--- TASK ---
Everything from the first line of the entries through the line containing "use crate::utils::date::parse_date;" is to be retyped exactly, and nothing beyond it.

--- AVAILABLE DATA ---
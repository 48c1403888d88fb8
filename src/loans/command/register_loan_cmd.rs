use async_trait::async_trait;
use serde::{Deserialize, Serialize};
use crate::core::command::{Command, CommandError};
use crate::core::library::{LibraryResult, LoanStatus};
use crate::loans::domain::LoanService;
use crate::loans::dto::{LoanDto, LoanForm, submitted_status};
use crate::utils::date::parse_date;

pub struct RegisterLoanCommand {
    loan_service: Box<dyn LoanService>,
}

impl RegisterLoanCommand {
    pub fn new(loan_service: Box<dyn LoanService>) -> Self {
        Self {
            loan_service,
        }
    }
}

// Dates are typed as `yyyy-mm-dd`, a missing loan date means today.
#[derive(Debug, Default, Deserialize)]
pub struct RegisterLoanCommandRequest {
    pub user_id: Option<i64>,
    pub book_id: Option<i64>,
    pub loan_date: Option<String>,
    pub due_date: Option<String>,
    pub status: Option<String>,
}

impl RegisterLoanCommandRequest {
    pub fn new(user_id: i64, book_id: i64) -> Self {
        Self {
            user_id: Some(user_id),
            book_id: Some(book_id),
            ..Default::default()
        }
    }

    pub fn build_form(&self) -> LibraryResult<LoanForm> {
        Ok(LoanForm {
            loan_id: None,
            user_id: self.user_id,
            book_id: self.book_id,
            loan_date: self.loan_date.as_deref().map(parse_date).transpose()?,
            due_date: self.due_date.as_deref().map(parse_date).transpose()?,
            status: match &self.status {
                Some(status) => submitted_status(status)?,
                None => LoanStatus::Active,
            },
        })
    }
}

#[derive(Debug, Serialize)]
pub struct RegisterLoanCommandResponse {
    pub loan: LoanDto,
}

impl RegisterLoanCommandResponse {
    pub fn new(loan: LoanDto) -> Self {
        Self {
            loan,
        }
    }
}

#[async_trait]
impl Command<RegisterLoanCommandRequest, RegisterLoanCommandResponse> for RegisterLoanCommand {
    async fn execute(&self, req: RegisterLoanCommandRequest) -> Result<RegisterLoanCommandResponse, CommandError> {
        let form = req.build_form().map_err(CommandError::from)?;
        self.loan_service.submit_loan(&form)
            .await.map_err(CommandError::from).map(RegisterLoanCommandResponse::new)
    }
}
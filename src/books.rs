pub mod domain;
pub mod dto;
pub mod factory;
pub mod repository;
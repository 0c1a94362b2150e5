//! Network capabilities used by the image relocation pass.
//!
//! The relocator never talks to the network directly. It receives an
//! [`ImageFetcher`] (download bytes + content type) and an [`ObjectStore`]
//! (upload bytes under a key), so tests and embedders can swap either side.
//!
//! The production implementations are [`HttpImageFetcher`] (plain `GET`) and
//! [`CosObjectStore`], which signs `PUT` requests with the COS
//! `q-sign-algorithm=sha1` scheme:
//!
//! ```text
//! KeyTime      = "<start>;<end>"                       (unix seconds)
//! SignKey      = hex(HMAC-SHA1(SecretKey, KeyTime))
//! HttpString   = "put\n<path>\n<params>\n<headers>\n"
//! StringToSign = "sha1\n<KeyTime>\n" + hex(SHA1(HttpString)) + "\n"
//! Signature    = hex(HMAC-SHA1(SignKey, StringToSign))
//! ```

use crate::config::StorageConfig;
use crate::error::ImageError;
use async_trait::async_trait;
use bytes::Bytes;
use hmac::digest::InvalidLength;
use hmac::{Hmac, Mac};
use serde::{Deserialize, Serialize};
use sha1::{Digest, Sha1};
use std::time::{Duration, SystemTime, UNIX_EPOCH};
use tracing::debug;

/// Validity window of a request signature, in seconds.
const SIGNATURE_TTL_SECS: u64 = 3600;

/// Where relocated objects go. Contains no credentials.
#[derive(Debug, Clone, PartialEq, Eq, Serialize, Deserialize)]
pub struct StorageLocation {
    pub bucket: String,
    pub region: String,
    /// Prepended verbatim to every object key.
    pub prefix: String,
}

impl StorageLocation {
    pub fn new(bucket: impl Into<String>, region: impl Into<String>) -> Self {
        Self {
            bucket: bucket.into(),
            region: region.into(),
            prefix: String::new(),
        }
    }

    pub fn with_prefix(mut self, prefix: impl Into<String>) -> Self {
        self.prefix = prefix.into();
        self
    }

    /// Virtual-host of the bucket: `<bucket>.cos.<region>.myqcloud.com`.
    pub fn host(&self) -> String {
        format!("{}.cos.{}.myqcloud.com", self.bucket, self.region)
    }

    /// Public URL of an object: `https://<host>/<key>`.
    pub fn object_url(&self, key: &str) -> String {
        format!("https://{}/{}", self.host(), key)
    }
}

/// A downloaded image.
#[derive(Debug, Clone)]
pub struct FetchedImage {
    pub bytes: Bytes,
    /// Raw `Content-Type` header value, if any.
    pub content_type: Option<String>,
}

/// Downloads image bytes.
#[async_trait]
pub trait ImageFetcher: Send + Sync {
    async fn fetch(&self, url: &str) -> Result<FetchedImage, ImageError>;
}

/// Stores bytes under a key and returns the object's public URL.
#[async_trait]
pub trait ObjectStore: Send + Sync {
    async fn upload(
        &self,
        location: &StorageLocation,
        key: &str,
        body: Bytes,
        content_type: Option<&str>,
    ) -> Result<String, ImageError>;
}

// ── HTTP fetcher ─────────────────────────────────────────────────────────

/// Fetches images with a plain `GET`.
#[derive(Debug, Clone)]
pub struct HttpImageFetcher {
    client: reqwest::Client,
    timeout_secs: u64,
}

impl HttpImageFetcher {
    pub fn new(timeout_secs: u64) -> Result<Self, reqwest::Error> {
        let client = reqwest::Client::builder()
            .timeout(Duration::from_secs(timeout_secs))
            .build()?;
        Ok(Self {
            client,
            timeout_secs,
        })
    }
}

#[async_trait]
impl ImageFetcher for HttpImageFetcher {
    async fn fetch(&self, url: &str) -> Result<FetchedImage, ImageError> {
        let fetch_err = |e: reqwest::Error| {
            if e.is_timeout() {
                ImageError::FetchTimeout {
                    url: url.to_string(),
                    secs: self.timeout_secs,
                }
            } else {
                ImageError::FetchFailed {
                    url: url.to_string(),
                    detail: e.to_string(),
                }
            }
        };

        let response = self.client.get(url).send().await.map_err(fetch_err)?;

        if !response.status().is_success() {
            return Err(ImageError::FetchFailed {
                url: url.to_string(),
                detail: format!("HTTP {}", response.status()),
            });
        }

        let content_type = response
            .headers()
            .get(reqwest::header::CONTENT_TYPE)
            .and_then(|v| v.to_str().ok())
            .map(str::to_string);

        let bytes = response.bytes().await.map_err(fetch_err)?;
        debug!("Fetched {} bytes ({:?}) from {}", bytes.len(), content_type, url);

        Ok(FetchedImage {
            bytes,
            content_type,
        })
    }
}

// ── COS object store ─────────────────────────────────────────────────────

/// Uploads objects to a COS bucket with signed `PUT` requests.
#[derive(Clone)]
pub struct CosObjectStore {
    client: reqwest::Client,
    secret_id: String,
    secret_key: String,
}

impl std::fmt::Debug for CosObjectStore {
    fn fmt(&self, f: &mut std::fmt::Formatter<'_>) -> std::fmt::Result {
        f.debug_struct("CosObjectStore")
            .field("secret_id", &"<redacted>")
            .field("secret_key", &"<redacted>")
            .finish()
    }
}

impl CosObjectStore {
    pub fn new(storage: &StorageConfig, timeout_secs: u64) -> Result<Self, reqwest::Error> {
        let client = reqwest::Client::builder()
            .timeout(Duration::from_secs(timeout_secs))
            .build()?;
        Ok(Self {
            client,
            secret_id: storage.secret_id.clone(),
            secret_key: storage.secret_key.clone(),
        })
    }

    fn authorization(&self, method: &str, path: &str, host: &str) -> Result<String, InvalidLength> {
        let now = SystemTime::now()
            .duration_since(UNIX_EPOCH)
            .map(|d| d.as_secs())
            .unwrap_or_default();
        sign_request(
            &self.secret_id,
            &self.secret_key,
            method,
            path,
            host,
            now.saturating_sub(60),
            now + SIGNATURE_TTL_SECS,
        )
    }
}

#[async_trait]
impl ObjectStore for CosObjectStore {
    async fn upload(
        &self,
        location: &StorageLocation,
        key: &str,
        body: Bytes,
        content_type: Option<&str>,
    ) -> Result<String, ImageError> {
        let upload_err = |detail: String| ImageError::UploadFailed {
            key: key.to_string(),
            detail,
        };

        let host = location.host();
        let path = format!("/{key}");
        let url = format!("https://{host}{}", encode_path(&path));
        let authorization = self
            .authorization("put", &path, &host)
            .map_err(|e| upload_err(format!("signing failed: {e}")))?;

        let mut request = self
            .client
            .put(&url)
            .header(reqwest::header::AUTHORIZATION, authorization)
            .body(body);
        if let Some(ct) = content_type {
            request = request.header(reqwest::header::CONTENT_TYPE, ct);
        }

        let response = request.send().await.map_err(|e| upload_err(e.to_string()))?;
        let status = response.status();
        if !status.is_success() {
            let text = response.text().await.unwrap_or_default();
            return Err(upload_err(format!("HTTP {status}: {}", text.trim())));
        }

        debug!("Uploaded {} to {}", key, host);
        Ok(location.object_url(key))
    }
}

/// Build a COS `Authorization` header value signing only the `host` header.
pub fn sign_request(
    secret_id: &str,
    secret_key: &str,
    method: &str,
    path: &str,
    host: &str,
    start: u64,
    end: u64,
) -> Result<String, InvalidLength> {
    let key_time = format!("{start};{end}");
    let sign_key = hex(&hmac_sha1(secret_key.as_bytes(), key_time.as_bytes())?);

    let http_headers = format!("host={}", urlencoding::encode(host));
    let http_string = format!("{}\n{}\n\n{}\n", method.to_lowercase(), path, http_headers);
    let string_to_sign = format!(
        "sha1\n{}\n{}\n",
        key_time,
        hex(&Sha1::digest(http_string.as_bytes()))
    );
    let signature = hex(&hmac_sha1(sign_key.as_bytes(), string_to_sign.as_bytes())?);

    Ok(format!(
        "q-sign-algorithm=sha1&q-ak={secret_id}&q-sign-time={key_time}&q-key-time={key_time}\
         &q-header-list=host&q-url-param-list=&q-signature={signature}"
    ))
}

fn hmac_sha1(key: &[u8], message: &[u8]) -> Result<Vec<u8>, InvalidLength> {
    let mut mac = <Hmac<Sha1> as Mac>::new_from_slice(key)?;
    mac.update(message);
    Ok(mac.finalize().into_bytes().to_vec())
}

/// Lowercase hex encoding.
pub(crate) fn hex(bytes: &[u8]) -> String {
    bytes.iter().map(|b| format!("{b:02x}")).collect()
}

/// Percent-encode each path segment, keeping the `/` separators.
fn encode_path(path: &str) -> String {
    path.split('/')
        .map(|segment| urlencoding::encode(segment).into_owned())
        .collect::<Vec<_>>()
        .join("/")
}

--- EXERCISE RESULT ---
repository 48c1403888d88fb8
filename src/loans/command/register_loan_cmd.rs
use async_trait::async_trait;
use serde::{Deserialize, Serialize};
use crate::core::command::{Command, CommandError};
use crate::core::library::{LibraryResult, LoanStatus};
use crate::loans::domain::LoanService;
use crate::loans::dto::{LoanDto, LoanForm, submitted_status};
use crate::utils::date::parse_date;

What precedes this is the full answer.